» Exercise aim
Transcribe the listing below only from the line with "top of them." up to and including the line with "traced in the".

» Extracted data
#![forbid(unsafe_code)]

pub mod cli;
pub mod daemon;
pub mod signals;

---

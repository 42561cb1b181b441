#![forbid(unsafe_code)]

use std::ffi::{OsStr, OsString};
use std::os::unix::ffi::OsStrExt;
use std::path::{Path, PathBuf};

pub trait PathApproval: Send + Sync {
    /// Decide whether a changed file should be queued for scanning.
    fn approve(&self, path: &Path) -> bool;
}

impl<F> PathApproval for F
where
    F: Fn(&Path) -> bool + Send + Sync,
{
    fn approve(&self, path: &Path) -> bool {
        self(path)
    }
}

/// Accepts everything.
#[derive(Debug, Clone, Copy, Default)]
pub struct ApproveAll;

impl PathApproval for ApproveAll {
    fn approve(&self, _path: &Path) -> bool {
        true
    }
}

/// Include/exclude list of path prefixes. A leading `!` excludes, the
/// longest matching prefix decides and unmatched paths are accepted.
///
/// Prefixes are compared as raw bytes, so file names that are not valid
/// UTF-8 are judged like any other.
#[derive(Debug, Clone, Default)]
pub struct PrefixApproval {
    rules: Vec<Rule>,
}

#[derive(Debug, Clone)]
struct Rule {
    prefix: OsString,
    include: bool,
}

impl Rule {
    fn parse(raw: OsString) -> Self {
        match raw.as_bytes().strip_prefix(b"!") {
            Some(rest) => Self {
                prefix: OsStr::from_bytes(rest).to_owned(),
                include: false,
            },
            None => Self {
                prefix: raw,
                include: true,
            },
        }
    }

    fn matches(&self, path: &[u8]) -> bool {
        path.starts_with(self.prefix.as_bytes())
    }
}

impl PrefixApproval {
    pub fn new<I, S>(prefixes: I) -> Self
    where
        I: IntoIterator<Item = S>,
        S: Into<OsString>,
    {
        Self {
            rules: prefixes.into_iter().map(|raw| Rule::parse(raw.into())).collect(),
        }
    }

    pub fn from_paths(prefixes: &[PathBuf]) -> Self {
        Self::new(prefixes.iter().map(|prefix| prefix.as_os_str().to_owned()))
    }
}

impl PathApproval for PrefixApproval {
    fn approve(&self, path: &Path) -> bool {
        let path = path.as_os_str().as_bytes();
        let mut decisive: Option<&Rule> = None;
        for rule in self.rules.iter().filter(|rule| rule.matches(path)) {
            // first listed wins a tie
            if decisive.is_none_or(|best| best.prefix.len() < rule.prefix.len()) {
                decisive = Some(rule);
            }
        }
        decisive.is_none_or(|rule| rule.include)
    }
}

* * *

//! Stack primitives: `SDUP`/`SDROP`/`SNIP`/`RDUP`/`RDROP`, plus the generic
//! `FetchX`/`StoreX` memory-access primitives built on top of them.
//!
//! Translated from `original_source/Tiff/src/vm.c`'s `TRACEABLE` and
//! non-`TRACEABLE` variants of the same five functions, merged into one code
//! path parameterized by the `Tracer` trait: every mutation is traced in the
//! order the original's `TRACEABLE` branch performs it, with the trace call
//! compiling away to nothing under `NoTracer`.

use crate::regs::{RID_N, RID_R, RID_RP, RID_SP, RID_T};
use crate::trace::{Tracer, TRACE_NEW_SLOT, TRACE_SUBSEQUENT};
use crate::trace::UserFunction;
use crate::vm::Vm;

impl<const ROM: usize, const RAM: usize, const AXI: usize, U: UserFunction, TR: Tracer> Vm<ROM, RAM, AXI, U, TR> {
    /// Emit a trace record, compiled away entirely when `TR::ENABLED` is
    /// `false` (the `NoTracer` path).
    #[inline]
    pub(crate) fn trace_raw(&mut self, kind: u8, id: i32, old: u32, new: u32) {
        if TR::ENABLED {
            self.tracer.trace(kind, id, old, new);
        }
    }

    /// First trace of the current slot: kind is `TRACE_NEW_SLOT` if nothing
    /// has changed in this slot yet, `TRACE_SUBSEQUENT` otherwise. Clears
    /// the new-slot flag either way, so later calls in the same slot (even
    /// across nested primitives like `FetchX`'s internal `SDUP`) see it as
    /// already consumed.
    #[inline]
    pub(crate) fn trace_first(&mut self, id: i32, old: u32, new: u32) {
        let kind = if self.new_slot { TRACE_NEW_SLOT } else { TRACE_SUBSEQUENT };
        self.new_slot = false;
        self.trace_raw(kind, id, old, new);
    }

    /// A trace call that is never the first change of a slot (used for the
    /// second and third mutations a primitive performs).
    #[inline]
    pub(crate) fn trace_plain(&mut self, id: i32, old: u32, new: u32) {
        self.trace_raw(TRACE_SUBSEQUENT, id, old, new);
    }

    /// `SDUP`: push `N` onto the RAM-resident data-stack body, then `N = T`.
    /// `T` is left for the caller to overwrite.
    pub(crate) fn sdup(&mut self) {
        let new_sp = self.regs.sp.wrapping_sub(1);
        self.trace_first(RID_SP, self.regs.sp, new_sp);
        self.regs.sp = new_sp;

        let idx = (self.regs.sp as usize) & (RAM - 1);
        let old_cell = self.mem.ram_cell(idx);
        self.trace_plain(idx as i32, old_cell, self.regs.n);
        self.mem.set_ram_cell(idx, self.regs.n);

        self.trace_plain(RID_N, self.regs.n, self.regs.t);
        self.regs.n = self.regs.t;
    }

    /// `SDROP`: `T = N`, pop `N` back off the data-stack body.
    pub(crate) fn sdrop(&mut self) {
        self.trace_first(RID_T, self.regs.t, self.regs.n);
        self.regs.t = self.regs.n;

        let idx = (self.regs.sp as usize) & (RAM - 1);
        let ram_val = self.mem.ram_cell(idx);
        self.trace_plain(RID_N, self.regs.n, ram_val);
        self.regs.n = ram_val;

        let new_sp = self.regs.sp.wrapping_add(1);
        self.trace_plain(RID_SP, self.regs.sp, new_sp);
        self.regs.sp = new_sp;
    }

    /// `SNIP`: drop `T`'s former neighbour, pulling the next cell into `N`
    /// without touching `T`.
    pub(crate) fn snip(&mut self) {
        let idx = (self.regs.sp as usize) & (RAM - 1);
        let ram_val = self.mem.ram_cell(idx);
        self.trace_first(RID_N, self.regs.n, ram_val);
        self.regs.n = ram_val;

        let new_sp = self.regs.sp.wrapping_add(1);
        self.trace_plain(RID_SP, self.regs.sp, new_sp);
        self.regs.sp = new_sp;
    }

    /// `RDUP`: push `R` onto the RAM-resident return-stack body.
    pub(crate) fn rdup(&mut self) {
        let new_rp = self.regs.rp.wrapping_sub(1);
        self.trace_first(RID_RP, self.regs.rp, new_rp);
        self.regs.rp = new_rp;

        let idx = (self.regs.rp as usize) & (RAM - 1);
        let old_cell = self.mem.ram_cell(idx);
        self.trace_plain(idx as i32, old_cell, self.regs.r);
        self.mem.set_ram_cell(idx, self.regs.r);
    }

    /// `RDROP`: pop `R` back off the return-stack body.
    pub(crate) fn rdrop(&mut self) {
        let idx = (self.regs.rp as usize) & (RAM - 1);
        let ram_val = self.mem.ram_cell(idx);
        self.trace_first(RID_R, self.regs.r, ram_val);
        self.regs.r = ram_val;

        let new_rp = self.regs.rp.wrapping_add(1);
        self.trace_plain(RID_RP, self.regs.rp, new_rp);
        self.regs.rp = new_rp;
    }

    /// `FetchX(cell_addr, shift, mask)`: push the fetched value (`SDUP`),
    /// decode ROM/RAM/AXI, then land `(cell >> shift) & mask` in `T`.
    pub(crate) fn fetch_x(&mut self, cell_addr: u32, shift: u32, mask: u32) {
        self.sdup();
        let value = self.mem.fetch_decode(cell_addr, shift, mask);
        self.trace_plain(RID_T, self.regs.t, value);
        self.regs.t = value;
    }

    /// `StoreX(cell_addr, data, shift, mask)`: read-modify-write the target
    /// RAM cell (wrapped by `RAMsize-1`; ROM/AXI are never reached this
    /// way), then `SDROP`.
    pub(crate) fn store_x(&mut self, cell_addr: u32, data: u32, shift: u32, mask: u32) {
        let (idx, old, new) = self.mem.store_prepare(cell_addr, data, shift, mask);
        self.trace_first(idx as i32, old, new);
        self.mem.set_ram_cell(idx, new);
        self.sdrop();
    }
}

» Answer to this problem
//! `FetchX`/`StoreX` memory-access primitives built on top of them.
//!
//! Translated from `original_source/Tiff/src/vm.c`'s `TRACEABLE` and
//! non-`TRACEABLE` variants of the same five functions, merged into one code
//! path parameterized by the `Tracer` trait: every mutation is traced in the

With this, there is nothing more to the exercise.